The red dots mark the locations of each ancestor, preferably a birth or baptism place, if not, then the next best provenance.
Grandparent Generation
Great Grandparent Generation
Great Great Grandparent Generation
All sixteen ancestors of this generation are represented on this map. They are concentrated in Norfolk again, but with single representatives each in Suffolk, Cambridgeshire, London, and Oxfordshire. These ancestors were all born between 1830 and 1865 in England only. They represent four generations back from myself or my siblings.
Great Great Great Grandparent Generation
Thirty of the thirty two ancestors of this generation are represented on this map. The other two were undeclared fathers. The main cluster is still in Norfolk, with a particularly dense cluster in the east of the county, around the River Yare. Outside of East Anglia, I also had ancestors at this generation in Oxfordshire, London, and Lincolnshire. These ancestors were all born between 1794 and 1837 in England. They represent five generations back from myself or my siblings.
Great Great Great Great Grandparent Generation
Surnames
The years and generations represented on the maps pretty much cover the past three hundred years of industrialisation and globalisation. Much earlier, I'd expect less movement. Therefore I feel that it would be safe to assume, that back to at least the medieval period, that my ancestry was concentrated in East Anglia, with a secondary patch in the Wessex area of England. The recent POBA (People of the British Isles) 2015 study, suggested that the old Anglo-Saxon kingdoms continued to act as localised gene pools into the high medieval period.
Before that, we had a period of immigration waves into lowland Britain. The POBI study, supported a number of other recent studies based on genetic profiling, archaeology, and place-name study, to suggest that Anglo-Saxon immigration accounted for no more than 30% to 40% of lowland British DNA, and that the majority of English heritage had existed in the British Isles previous - perhaps to influxes of genes during the Bronze Age or earlier. Genetic profiling of human remains in Cambridgeshire, of people identified as 5th Century immigrant (Anglo-Saxon), suggests the closest present day profile as Dutch or / and Danish. The kingdom of East Anglia identified with the Angles ethnicity, that historically provenance their origins to the region of Angeln, on the Danish and German borders on the Baltic coast. However how elites identify their origin, is often not based in fact, neither is their origin always shared by their subjects.

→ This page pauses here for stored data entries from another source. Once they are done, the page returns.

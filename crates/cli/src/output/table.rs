//! Table formatting for installment options and proposals.

use std::collections::HashMap;

use alloy_primitives::Address;
use anyhow::Result;
use exa_credit_api::ProposalView;
use exa_credit_sim::InstallmentPlan;
use tabled::{
    settings::{object::Rows, Alignment, Modify, Style},
    Table, Tabled,
};

use super::MarketInfo;
use crate::units::{format_amount, format_rate, format_usd};

#[derive(Tabled)]
struct InstallmentRow {
    #[tabled(rename = "Installments")]
    count: usize,
    #[tabled(rename = "Payment")]
    payment: String,
    #[tabled(rename = "Total")]
    total: String,
    #[tabled(rename = "APR")]
    rate: String,
}

#[derive(Tabled)]
struct ProposalRow {
    #[tabled(rename = "Nonce")]
    nonce: String,
    #[tabled(rename = "Type")]
    kind: String,
    #[tabled(rename = "Market")]
    market: String,
    #[tabled(rename = "Amount")]
    amount: String,
    #[tabled(rename = "Value (USD)")]
    value: String,
    #[tabled(rename = "Unlock")]
    unlock: u64,
    #[tabled(rename = "Status")]
    status: String,
}

pub(crate) fn truncate_address(addr: &str) -> String {
    if addr.len() > 10 {
        format!("{}...{}", &addr[..6], &addr[addr.len() - 4..])
    } else {
        addr.to_string()
    }
}

fn render<T: Tabled>(rows: Vec<T>) -> String {
    let mut table = Table::new(rows);
    table
        .with(Style::rounded())
        .with(Modify::new(Rows::new(1..)).with(Alignment::left()));
    table.to_string()
}

pub fn format_installments_table(plan: &InstallmentPlan, decimals: u8) -> String {
    let rows: Vec<InstallmentRow> = plan
        .installments
        .iter()
        .map(|option| {
            let payment = match option.payments.as_deref() {
                None => "unavailable".to_string(),
                Some([first, rest @ ..]) if rest.iter().all(|p| p == first) => format_amount(*first, decimals),
                Some([first, ..]) => format!("from {}", format_amount(*first, decimals)),
                Some([]) => "-".to_string(),
            };
            let available = option.payments.is_some();
            InstallmentRow {
                count: option.count,
                payment,
                total: if available {
                    format_amount(option.total, decimals)
                } else {
                    "-".to_string()
                },
                rate: if available {
                    format_rate(option.rate)
                } else {
                    "-".to_string()
                },
            }
        })
        .collect();

    format!("First maturity: {}\n{}", plan.first_maturity, render(rows))
}

pub fn format_proposals_table(proposals: &[ProposalView], markets: &HashMap<Address, MarketInfo>) -> Result<String> {
    if proposals.is_empty() {
        return Ok("No pending proposals.".to_string());
    }

    let rows = proposals
        .iter()
        .map(|view| {
            let market = view.proposal.market;
            let (amount, value) = match markets.get(&market) {
                Some(info) => (
                    format_amount(view.proposal.amount, info.decimals),
                    format_usd(view.usd_value(info.decimals, info.usd_price)?),
                ),
                None => (view.proposal.amount.to_string(), "-".to_string()),
            };
            Ok(ProposalRow {
                nonce: view.proposal.nonce.to_string(),
                kind: view.label().to_string(),
                market: truncate_address(&market.to_string()),
                amount,
                value,
                unlock: view.proposal.unlock,
                status: view.status.to_string(),
            })
        })
        .collect::<Result<Vec<_>>>()?;

    Ok(render(rows))
}
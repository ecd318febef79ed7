//! Settlement mode selection.

use std::fmt;

use alloy_primitives::{Address, U256};
use exa_credit_sim::MarketSnapshot;

/// How a repayment is funded and submitted.
#[derive(Debug, Clone, Copy, PartialEq, Eq, Hash)]
pub enum SettlementMode {
    /// Debt asset from the account's own deposit, via proposal
    Repay,
    /// Another deposited asset swapped into the debt asset, via proposal
    CrossRepay,
    /// Debt asset through a legacy plugin
    LegacyRepay,
    /// Another deposited asset through a legacy plugin
    LegacyCrossRepay,
    /// A wallet token swapped and repaid in one batch
    External,
}

/// Picks the settlement mode. Total over all inputs.
pub fn select_mode(is_external: bool, plugin_is_latest: bool, asset_is_native_debt: bool) -> SettlementMode {
    match (is_external, plugin_is_latest, asset_is_native_debt) {
        (true, _, _) => SettlementMode::External,
        (false, true, true) => SettlementMode::Repay,
        (false, true, false) => SettlementMode::CrossRepay,
        (false, false, true) => SettlementMode::LegacyRepay,
        (false, false, false) => SettlementMode::LegacyCrossRepay,
    }
}

impl SettlementMode {
    /// Resolves the mode for a typed funding asset.
    pub fn for_asset(asset: &FundingAsset, debt_market: Address, plugin_is_latest: bool) -> Self {
        let native = matches!(asset, FundingAsset::Protocol { market, .. } if *market == debt_market);
        select_mode(asset.is_external(), plugin_is_latest, native)
    }

    /// Whether the mode needs a swap route.
    pub fn uses_router(&self) -> bool {
        matches!(self, Self::CrossRepay | Self::LegacyCrossRepay | Self::External)
    }

    /// Whether the mode goes through the delayed-proposal queue.
    pub fn uses_proposal(&self) -> bool {
        matches!(self, Self::Repay | Self::CrossRepay)
    }
}

impl fmt::Display for SettlementMode {
    fn fmt(&self, f: &mut fmt::Formatter<'_>) -> fmt::Result {
        let name = match self {
            Self::Repay => "repay",
            Self::CrossRepay => "cross repay",
            Self::LegacyRepay => "legacy repay",
            Self::LegacyCrossRepay => "legacy cross repay",
            Self::External => "external",
        };
        f.write_str(name)
    }
}

/// Where repayment funds come from.
#[derive(Debug, Clone, PartialEq, Eq)]
pub enum FundingAsset {
    /// A floating deposit in one of the protocol's markets
    Protocol {
        market: Address,
        asset: Address,
        decimals: u8,
        usd_price: U256,
        available: U256,
    },
    /// A token held directly by the account
    External {
        token: Address,
        decimals: u8,
        usd_price: U256,
        available: U256,
    },
}

impl FundingAsset {
    /// Funding from the account's deposit in `snapshot`'s market.
    pub fn from_market(snapshot: &MarketSnapshot, available: U256) -> Self {
        Self::Protocol {
            market: snapshot.market,
            asset: snapshot.asset,
            decimals: snapshot.decimals,
            usd_price: snapshot.usd_price,
            available,
        }
    }

    pub fn is_external(&self) -> bool {
        matches!(self, Self::External { .. })
    }

    /// Token that leaves the account (the swap's input).
    pub fn token(&self) -> Address {
        match self {
            Self::Protocol { asset, .. } => *asset,
            Self::External { token, .. } => *token,
        }
    }

    /// Amount usable for repayment, in the asset's decimals.
    pub fn available(&self) -> U256 {
        match self {
            Self::Protocol { available, .. } | Self::External { available, .. } => *available,
        }
    }

    pub fn decimals(&self) -> u8 {
        match self {
            Self::Protocol { decimals, .. } | Self::External { decimals, .. } => *decimals,
        }
    }

    pub fn usd_price(&self) -> U256 {
        match self {
            Self::Protocol { usd_price, .. } | Self::External { usd_price, .. } => *usd_price,
        }
    }

    /// Market the funds are withdrawn from, for protocol funding.
    pub fn market(&self) -> Option<Address> {
        match self {
            Self::Protocol { market, .. } => Some(*market),
            Self::External { .. } => None,
        }
    }
}
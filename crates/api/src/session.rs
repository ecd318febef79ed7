//! A repayment session for one fixed position.
//!
//! [`SettlementSession`] owns everything a repayment needs: the chain
//! context, the selected funding asset, the requested amount, both quote
//! polls, the denylist and the settlement state machine. Derived values
//! (mode, caps, max repay, quote requests, the plan) are recomputed from
//! those inputs on every call and never cached.

use std::sync::Arc;
use std::time::Duration;

use alloy_primitives::{Address, B256, U256};
use exa_credit_sim::capping::{
    apply_slippage, available_for_repayment, liquidity_ceiling, max_repay_input,
};
use exa_credit_sim::{
    discount_or_penalty, fixed_repay_assets, FixedPosition, MarketSnapshot, RepayAdjustment, RepayCap,
    RepaySnapshot, Selection, REPAY_SLIPPAGE,
};
use tokio::sync::RwLock;
use tracing::{debug, info, warn};

use crate::config::SettlementConfig;
use crate::denylist::Denylist;
use crate::error::{ApiError, Result};
use crate::mode::{FundingAsset, SettlementMode};
use crate::pipeline::{QuoteKind, QuotePipeline, QuoteState};
use crate::reader::ChainReader;
use crate::router::{QuoteRequest, RepaymentRoute, RouterQuoter};
use crate::settlement::{
    build_plan, ChainWriter, Failure, PlanInputs, Settlement, SettlementPlan, SettlementState, SimulationOutcome,
};

/// Chain state a session computes against.
#[derive(Debug, Clone, PartialEq, Eq)]
pub struct SessionContext {
    /// Debt market, read with the account's positions
    pub debt: MarketSnapshot,
    /// First installed plugin of the account
    pub plugin: Option<Address>,
    /// Debt asset held by the flash-loan reservoir, `None` when uncapped
    pub reservoir_balance: Option<U256>,
    pub now: u64,
}

/// Everything the amount selector shows.
#[derive(Debug, Clone, PartialEq, Eq)]
pub struct RepayPreview {
    pub mode: SettlementMode,
    pub position: FixedPosition,
    /// Face value of the whole position
    pub position_value: U256,
    /// Selected position assets
    pub position_assets: U256,
    /// Assets that settle the selection now
    pub repay_assets: U256,
    /// `repay_assets` padded by the repay slippage
    pub max_repay: U256,
    pub adjustment: RepayAdjustment,
    pub ceiling: U256,
    /// Debt asset the funding source can provide
    pub available: U256,
    pub max_position_assets: U256,
    pub cap: RepayCap,
}

/// Quote requests for the current inputs.
#[derive(Debug, Clone, Default, PartialEq, Eq)]
pub struct QuoteRequests {
    pub probe: Option<QuoteRequest>,
    pub firm: Option<QuoteRequest>,
}

/// Repayment of the account's position at `maturity`.
pub struct SettlementSession {
    config: SettlementConfig,
    account: Address,
    maturity: u64,
    reader: Arc<dyn ChainReader>,
    pipeline: QuotePipeline,
    denylist: Arc<RwLock<Denylist>>,
    settlement: Settlement,
    context: Option<SessionContext>,
    funding: Option<FundingAsset>,
    position_assets: U256,
    closed: bool,
}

East Anglia fell to the Danish army, and subsequently to Danelaw control periodically during the late 9th to early 11th centuries. Some parts of East Norfolk such as Flegg, are particularly rich in Old Danish place-names. POBA 2015 failed to identify a Danish presence with their genetic profiling, but the place-name evidence and historical sources contradict this finding. The 7th to 9th centuries saw a slight reduction in sea levels, that enabled the draining of new lands in East Anglia for settlement. The same districts are rich in Old Danish place-names, strongly suggesting immigrant settlement.
Conclusion
POBI 2015 suggests that I have ancestors that have lived in lowland Britain, since at least the Bronze Age, and most likely, much earlier. That very likely ties me to lowland British ethnicities of the Bronze and Iron Ages. The dominant power in East Anglia during the Later Iron Age was the Iceni federation, famous for the Boudiccan revolt against Rome.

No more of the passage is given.